Si eres purista, en sitios como Los Torreznos, La Campana o La Ideal lo encontrarás tal cual manda la tradición.
¿Es mejor el bocadillo de calamares de la Plaza Mayor o el de El Brillante?
Son experiencias distintas:
- Plaza Mayor: ambiente histórico, muchas opciones donde comparar, precios algo más contenidos, encanto castizo concentrado en pocas calles.
- El Brillante: bar mítico de Atocha, anillas grandes, punto de reunión de viajeros, bocata más caro pero icónico.
Lo ideal, si puedes, es probar ambos estilos y decidir por ti mismo cuál te convence más dentro del universo de los mejores bocadillos de calamares en Madrid.
¿Hay opciones de bocata de calamares fuera del centro turístico?
Sí.

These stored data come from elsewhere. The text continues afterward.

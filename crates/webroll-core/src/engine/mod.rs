//! Bundling engine capability.
//!
//! The orchestrator drives any [`BundleEngine`]; the engine receives the
//! resolver chain as its only way to locate and read modules, and returns
//! output files in memory. Writing them is the orchestrator's job.

mod emit;
mod graph;
pub mod scan;

pub use graph::GraphEngine;

use crate::config::{BuildConfig, OutputFormat};
use crate::resolver::{LoadError, ResolveError, ResolverChain};
use crate::vfs::path;
use async_trait::async_trait;
use thiserror::Error;

/// Options for a single engine invocation.
#[derive(Debug, Clone, PartialEq, Eq)]
pub struct BuildOptions {
    /// Entry specifiers, as written in the build config.
    pub entry_points: Vec<String>,
    /// Follow and inline imports. When false each entry is emitted alone.
    pub bundle: bool,
    /// Absolute virtual output directory.
    pub outdir: String,
    pub minify: bool,
    pub format: OutputFormat,
}

impl BuildOptions {
    /// Options for `config`, with `outdir` made absolute under the workspace.
    #[must_use]
    pub fn from_config(config: &BuildConfig, workspace_root: &str) -> Self {
        Self {
            entry_points: config.entry_points.clone(),
            bundle: config.bundle,
            outdir: path::join(workspace_root, &config.outdir),
            minify: config.minify,
            format: config.format,
        }
    }
}

/// A file produced by the engine.
#[derive(Debug, Clone, PartialEq, Eq)]
pub struct OutputFile {
    /// Absolute virtual path.
    pub path: String,
    pub contents: Vec<u8>,
    /// Text form of `contents`.
    pub text: String,
}

impl OutputFile {
    #[must_use]
    pub fn from_text(path: impl Into<String>, text: impl Into<String>) -> Self {
        let text = text.into();
        Self {
            path: path.into(),
            contents: text.as_bytes().to_vec(),
            text,
        }
    }
}

/// Engine result.
#[derive(Debug, Clone, Default, PartialEq, Eq)]
pub struct BuildOutput {
    pub output_files: Vec<OutputFile>,
    /// Non-fatal problems, reported to the diagnostic sink.
    pub warnings: Vec<String>,
}

/// Engine error.
#[derive(Error, Debug)]
pub enum EngineError {
    #[error("Could not resolve entry point '{0}'")]
    UnresolvedEntry(String),

    #[error(transparent)]
    Resolve(#[from] ResolveError),

    #[error("Failed to load {location}: {source}")]
    Load {
        location: String,
        #[source]
        source: LoadError,
    },

    #[error("{0}")]
    Other(String),
}

/// Turns entry points into output files through a resolver chain.
#[async_trait]
pub trait BundleEngine: Send + Sync {
    /// Engine name for logs.
    fn name(&self) -> &str;

    /// Run one build.
    async fn build(
        &self,
        options: &BuildOptions,
        resolvers: &ResolverChain,
    ) -> Result<BuildOutput, EngineError>;
}

#[cfg(test)]
mod tests {
    use super::*;

    #[test]
    fn test_options_outdir_is_absolute() {
        let config = BuildConfig {
            outdir: "out/js".to_string(),
            ..BuildConfig::default()
        };
        let options = BuildOptions::from_config(&config, "/ws");
        assert_eq!(options.outdir, "/ws/out/js");
        assert_eq!(options.entry_points, vec!["src/index.ts"]);
        assert!(options.bundle);
    }

    #[test]
    fn test_output_file_bytes_match_text() {
        let file = OutputFile::from_text("/dist/a.js", "let a = 1;");
        assert_eq!(file.contents, b"let a = 1;");
    }
}
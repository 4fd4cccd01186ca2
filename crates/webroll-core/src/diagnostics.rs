//! User-facing diagnostic output.
//!
//! The sink is the host's output channel: append-only, ordered lines meant
//! for people. Structured logs go through `tracing` separately.

use std::sync::{Mutex, PoisonError};

/// Append-only line sink.
pub trait DiagnosticSink: Send + Sync {
    fn append_line(&self, line: &str);
}

/// Forwards lines to `tracing` at INFO level.
#[derive(Debug, Clone, Copy, Default)]
pub struct TracingSink;

impl DiagnosticSink for TracingSink {
    fn append_line(&self, line: &str) {
        tracing::info!(target: "webroll::output", "{line}");
    }
}

/// Collects lines in memory.
#[derive(Debug, Default)]
pub struct BufferSink {
    lines: Mutex<Vec<String>>,
}

impl BufferSink {
    #[must_use]
    pub fn new() -> Self {
        Self::default()
    }

    /// All lines appended so far.
    #[must_use]
    pub fn lines(&self) -> Vec<String> {
        self.lines
            .lock()
            .unwrap_or_else(PoisonError::into_inner)
            .clone()
    }

    /// Whether any line contains `needle`.
    #[must_use]
    pub fn contains(&self, needle: &str) -> bool {
        self.lines
            .lock()
            .unwrap_or_else(PoisonError::into_inner)
            .iter()
            .any(|l| l.contains(needle))
    }
}

impl DiagnosticSink for BufferSink {
    fn append_line(&self, line: &str) {
        self.lines
            .lock()
            .unwrap_or_else(PoisonError::into_inner)
            .push(line.to_string());
    }
}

Algunos de los favoritos de los madrileños están fuera del circuito más turístico:
- Los Torreznos (Goya, López de Hoyos, Alonso Cano).
- Bar Sidi (Malasaña).
- Hermanos Vinagre (Chamberí, Retiro, Chueca).
- Apura (barrio de Salamanca).
- Los Bocadillos (Argüelles, Chamberí).
Perfectos si quieres mezclarte más con el día a día de la ciudad y alejarte un poco de las masas alrededor de la Plaza Mayor.
En resumen, ya sea en una barra estrecha junto a la Plaza Mayor, en una neotaberna de Ponzano o en un salón histórico como el de Lhardy, los mejores bocadillos de calamares en Madrid siguen demostrando que, con buen producto, fritura cuidada y un pan a la altura, un plato aparentemente sencillo puede convertirse en emblema de toda una ciudad.